Guards who discovered Mushero on their regular 15-minute checks on inmates immediately administered CPR, Ross said. The jail nurse assisted in using a defibrillator to revive Mushero, he said.

Ross said there were no indications the man was considering taking his own life.

Mushero was brought into the jail on Wednesday, according to the sheriff.

The Medway man was indicted by a Penobscot County grand jury earlier this month on charges of burglary, theft, stealing drugs and possession of a firearm by a felon.

He was placed in the maximum-security section of the jail, where inmates are housed without cellmates, Ross said. The two other inmates in that cellblock were locked in their cells for disciplinary reasons and reportedly had no access to Mushero.

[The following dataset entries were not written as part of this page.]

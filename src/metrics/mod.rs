//! Cumulative savings telemetry across optimization calls

use crate::classify::TaskType;
use crate::optimization::OptimizationStats;
use serde::{Deserialize, Serialize};
use std::collections::HashMap;
use std::sync::{Arc, Mutex, PoisonError};

/// Running totals over every recorded optimization
#[derive(Debug, Clone, Default, Serialize, Deserialize)]
pub struct TokenMetrics {
    /// Optimization calls recorded
    pub optimization_count: u64,
    /// Estimated tokens before optimization
    pub original_tokens: u64,
    /// Reported tokens after optimization
    pub optimized_tokens: u64,
    /// Tokens saved through trimming and caching
    pub tokens_saved: u64,
    /// Static-content tokens served from the prompt cache
    pub cache_tokens_saved: u64,
    pub cache_hits: u64,
    pub cache_misses: u64,
    /// Calls per task type
    pub per_task: HashMap<TaskType, u64>,
}

impl TokenMetrics {
    pub fn new() -> Self {
        Self::default()
    }

    pub fn record(&mut self, stats: &OptimizationStats) {
        self.optimization_count += 1;
        self.original_tokens += stats.original_tokens as u64;
        self.optimized_tokens += stats.optimized_tokens as u64;
        self.tokens_saved += stats.tokens_saved as u64;
        self.cache_tokens_saved += stats.cache_tokens_saved as u64;
        self.cache_hits += stats.cache_hits as u64;
        self.cache_misses += stats.cache_misses as u64;
        *self.per_task.entry(stats.task_type).or_insert(0) += 1;
    }

    /// Overall `1 - optimized / original`
    pub fn reduction(&self) -> f64 {
        if self.original_tokens == 0 {
            return 0.0;
        }
        1.0 - self.optimized_tokens as f64 / self.original_tokens as f64
    }

    pub fn average_saved_per_call(&self) -> f64 {
        if self.optimization_count == 0 {
            return 0.0;
        }
        self.tokens_saved as f64 / self.optimization_count as f64
    }

    pub fn cache_hit_rate(&self) -> f64 {
        let total = self.cache_hits + self.cache_misses;
        if total == 0 {
            return 0.0;
        }
        self.cache_hits as f64 / total as f64
    }
}

/// Thread-safe metrics tracker
#[derive(Clone, Default)]
pub struct MetricsTracker {
    inner: Arc<Mutex<TokenMetrics>>,
}

impl MetricsTracker {
    pub fn new() -> Self {
        Self::default()
    }

    pub fn record(&self, stats: &OptimizationStats) {
        self.inner
            .lock()
            .unwrap_or_else(PoisonError::into_inner)
            .record(stats);
    }

    pub fn get_metrics(&self) -> TokenMetrics {
        self.inner
            .lock()
            .unwrap_or_else(PoisonError::into_inner)
            .clone()
    }

    pub fn reset(&self) {
        *self.inner.lock().unwrap_or_else(PoisonError::into_inner) = TokenMetrics::default();
    }

    pub fn summary(&self) -> MetricsSummary {
        let metrics = self.get_metrics();
        MetricsSummary {
            optimization_count: metrics.optimization_count,
            tokens_saved: metrics.tokens_saved,
            cache_tokens_saved: metrics.cache_tokens_saved,
            reduction: metrics.reduction(),
            cache_hit_rate: metrics.cache_hit_rate(),
            avg_saved_per_call: metrics.average_saved_per_call(),
        }
    }
}

impl std::fmt::Debug for MetricsTracker {
    fn fmt(&self, f: &mut std::fmt::Formatter<'_>) -> std::fmt::Result {
        f.debug_struct("MetricsTracker")
            .field("metrics", &self.get_metrics())
            .finish()
    }
}

#[derive(Debug, Clone, Serialize)]
pub struct MetricsSummary {
    pub optimization_count: u64,
    pub tokens_saved: u64,
    pub cache_tokens_saved: u64,
    pub reduction: f64,
    pub cache_hit_rate: f64,
    pub avg_saved_per_call: f64,
}

impl std::fmt::Display for MetricsSummary {
    fn fmt(&self, f: &mut std::fmt::Formatter<'_>) -> std::fmt::Result {
        writeln!(f, "=== Token Savings Summary ===")?;
        writeln!(f, "Optimizations: {}", self.optimization_count)?;
        writeln!(f, "Tokens saved: {}", self.tokens_saved)?;
        writeln!(f, "  from cache: {}", self.cache_tokens_saved)?;
        writeln!(f, "Reduction: {:.2}%", self.reduction * 100.0)?;
        writeln!(f, "Cache hit rate: {:.1}%", self.cache_hit_rate * 100.0)?;
        writeln!(f, "Avg saved/call: {:.1}", self.avg_saved_per_call)?;
        Ok(())
    }
}

#[cfg(test)]
mod tests {
    use super::*;

    fn stats(task_type: TaskType, original: usize, optimized: usize, hits: u32) -> OptimizationStats {
        let mut stats = OptimizationStats::new(original, optimized);
        stats.task_type = task_type;
        stats.cache_hits = hits;
        stats.cache_misses = 2 - hits;
        stats
    }

    #[test]
    fn test_record_accumulates() {
        let tracker = MetricsTracker::new();
        tracker.record(&stats(TaskType::Review, 1000, 400, 0));
        tracker.record(&stats(TaskType::Review, 1000, 200, 2));
        tracker.record(&stats(TaskType::QuickFix, 0, 0, 1));

        let metrics = tracker.get_metrics();
        assert_eq!(metrics.optimization_count, 3);
        assert_eq!(metrics.tokens_saved, 1400);
        assert_eq!(metrics.per_task[&TaskType::Review], 2);
        assert!((metrics.reduction() - 0.7).abs() < 1e-9);
        assert_eq!(metrics.cache_hit_rate(), 0.5);
    }

    #[test]
    fn test_empty_summary() {
        let summary = MetricsTracker::new().summary();
        assert_eq!(summary.optimization_count, 0);
        assert_eq!(summary.reduction, 0.0);
        assert_eq!(summary.avg_saved_per_call, 0.0);
    }

    #[test]
    fn test_reset() {
        let tracker = MetricsTracker::new();
        tracker.record(&stats(TaskType::Default, 10, 5, 1));
        tracker.reset();
        assert_eq!(tracker.get_metrics().optimization_count, 0);
    }

    #[test]
    fn test_clones_share_state() {
        let tracker = MetricsTracker::new();
        let clone = tracker.clone();
        clone.record(&stats(TaskType::Default, 10, 5, 1));
        assert_eq!(tracker.get_metrics().optimization_count, 1);
    }
}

“From all I’ve seen and know of the situation,” the sheriff said, “it’s clear to me that the staff were doing their jobs and checks as they are required to do. That’s probably why he’s alive.”

A spokeswoman for EMMC said Sunday that she had no information on Mushero.

Ross, however, described the suicide attempt as “life-threatening.” He also said that Mushero was being guarded by a deputy while at the hospital.

Mushero’s was the first serious suicide attempt at the jail this year, according to Ross.

Jeffrey McKenney died in December four days after he hanged himself with a bedsheet at the Penobscot County Jail.

Earlier this month, Richard Prado, 34, of Brownville hanged himself with his bedsheet in Piscataquis County Jail.

Prado’s death was the first suicide this year in the state at a county jail and the first at the Piscataquis jail in 30 years.

“This underscores the problem we have in the county jails,” Ross said Saturday, “with drug problems and depression arriving on our doorsteps.

“Sometimes, we can see the signs, but in cases like [Mushero’s] where there are no warning signs – these are the ones that plague us all.”